[Data excerpts]
##########

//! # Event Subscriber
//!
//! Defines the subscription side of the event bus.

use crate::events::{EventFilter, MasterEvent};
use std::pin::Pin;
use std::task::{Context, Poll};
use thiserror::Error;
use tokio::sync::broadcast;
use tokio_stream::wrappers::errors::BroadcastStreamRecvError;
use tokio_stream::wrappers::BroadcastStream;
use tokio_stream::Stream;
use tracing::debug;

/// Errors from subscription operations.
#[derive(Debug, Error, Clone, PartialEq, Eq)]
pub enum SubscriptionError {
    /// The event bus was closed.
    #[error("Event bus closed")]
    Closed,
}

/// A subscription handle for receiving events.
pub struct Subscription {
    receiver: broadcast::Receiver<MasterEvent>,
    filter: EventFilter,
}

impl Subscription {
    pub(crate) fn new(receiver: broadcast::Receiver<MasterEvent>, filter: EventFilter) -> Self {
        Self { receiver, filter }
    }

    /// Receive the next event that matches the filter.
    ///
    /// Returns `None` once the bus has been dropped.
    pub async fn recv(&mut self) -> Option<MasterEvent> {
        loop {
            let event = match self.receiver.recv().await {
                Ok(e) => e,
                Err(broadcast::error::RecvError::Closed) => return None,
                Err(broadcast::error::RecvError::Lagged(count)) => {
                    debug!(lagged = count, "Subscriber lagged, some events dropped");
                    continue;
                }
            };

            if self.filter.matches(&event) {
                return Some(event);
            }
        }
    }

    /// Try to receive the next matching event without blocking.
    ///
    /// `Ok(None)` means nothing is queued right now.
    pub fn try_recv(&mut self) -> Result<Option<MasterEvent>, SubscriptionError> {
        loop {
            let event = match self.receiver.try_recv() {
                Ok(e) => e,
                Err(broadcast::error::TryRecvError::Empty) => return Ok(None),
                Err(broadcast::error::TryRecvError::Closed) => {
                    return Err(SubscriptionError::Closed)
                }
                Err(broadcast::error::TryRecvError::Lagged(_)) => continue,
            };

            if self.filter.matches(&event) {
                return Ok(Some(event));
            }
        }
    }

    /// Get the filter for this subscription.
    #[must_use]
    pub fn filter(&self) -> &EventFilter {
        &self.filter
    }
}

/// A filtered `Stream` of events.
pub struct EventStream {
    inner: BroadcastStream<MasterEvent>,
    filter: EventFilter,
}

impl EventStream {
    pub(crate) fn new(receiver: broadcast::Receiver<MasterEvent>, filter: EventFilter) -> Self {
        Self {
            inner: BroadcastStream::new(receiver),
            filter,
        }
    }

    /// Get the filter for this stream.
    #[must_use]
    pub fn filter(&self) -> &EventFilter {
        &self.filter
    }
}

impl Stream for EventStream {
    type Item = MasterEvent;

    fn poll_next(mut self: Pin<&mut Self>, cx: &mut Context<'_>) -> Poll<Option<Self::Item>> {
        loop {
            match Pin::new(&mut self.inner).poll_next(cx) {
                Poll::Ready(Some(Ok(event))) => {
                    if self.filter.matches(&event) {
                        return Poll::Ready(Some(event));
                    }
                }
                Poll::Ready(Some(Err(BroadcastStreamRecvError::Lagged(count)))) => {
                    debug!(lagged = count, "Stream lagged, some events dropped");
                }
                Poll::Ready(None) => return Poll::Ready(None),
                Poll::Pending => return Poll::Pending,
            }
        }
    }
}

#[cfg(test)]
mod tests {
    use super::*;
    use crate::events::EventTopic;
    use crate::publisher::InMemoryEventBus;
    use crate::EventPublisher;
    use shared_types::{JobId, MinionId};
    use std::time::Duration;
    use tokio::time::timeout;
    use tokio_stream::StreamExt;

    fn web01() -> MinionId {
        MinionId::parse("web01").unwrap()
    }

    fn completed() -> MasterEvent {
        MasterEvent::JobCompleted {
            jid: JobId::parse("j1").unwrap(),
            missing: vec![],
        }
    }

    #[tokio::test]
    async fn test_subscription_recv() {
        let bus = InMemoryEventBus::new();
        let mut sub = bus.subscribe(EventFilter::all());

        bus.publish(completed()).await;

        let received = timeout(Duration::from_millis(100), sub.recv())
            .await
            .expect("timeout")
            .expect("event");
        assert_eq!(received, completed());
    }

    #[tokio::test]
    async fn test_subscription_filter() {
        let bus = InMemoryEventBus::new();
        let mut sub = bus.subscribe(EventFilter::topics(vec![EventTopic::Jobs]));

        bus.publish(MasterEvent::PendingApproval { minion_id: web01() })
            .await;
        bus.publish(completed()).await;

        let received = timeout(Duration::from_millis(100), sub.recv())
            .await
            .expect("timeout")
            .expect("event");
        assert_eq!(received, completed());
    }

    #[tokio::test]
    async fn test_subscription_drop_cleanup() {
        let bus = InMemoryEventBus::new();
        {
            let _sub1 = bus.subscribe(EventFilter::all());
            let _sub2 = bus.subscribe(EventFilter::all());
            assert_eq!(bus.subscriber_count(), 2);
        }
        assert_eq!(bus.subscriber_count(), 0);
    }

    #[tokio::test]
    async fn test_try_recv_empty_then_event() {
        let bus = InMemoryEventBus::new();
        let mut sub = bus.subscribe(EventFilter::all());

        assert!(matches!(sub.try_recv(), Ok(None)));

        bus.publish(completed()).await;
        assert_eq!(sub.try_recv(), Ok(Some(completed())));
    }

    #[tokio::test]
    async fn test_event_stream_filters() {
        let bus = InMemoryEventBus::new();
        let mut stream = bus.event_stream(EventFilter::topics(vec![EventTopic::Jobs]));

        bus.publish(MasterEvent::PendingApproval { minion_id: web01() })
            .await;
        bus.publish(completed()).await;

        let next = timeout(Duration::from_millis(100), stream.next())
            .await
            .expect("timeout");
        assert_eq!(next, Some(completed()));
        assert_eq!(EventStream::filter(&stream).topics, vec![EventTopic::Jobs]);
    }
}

##########

What this task involves:
Could you state how many lines of the records contain "async"? Give the number and nothing else.

Output below:
6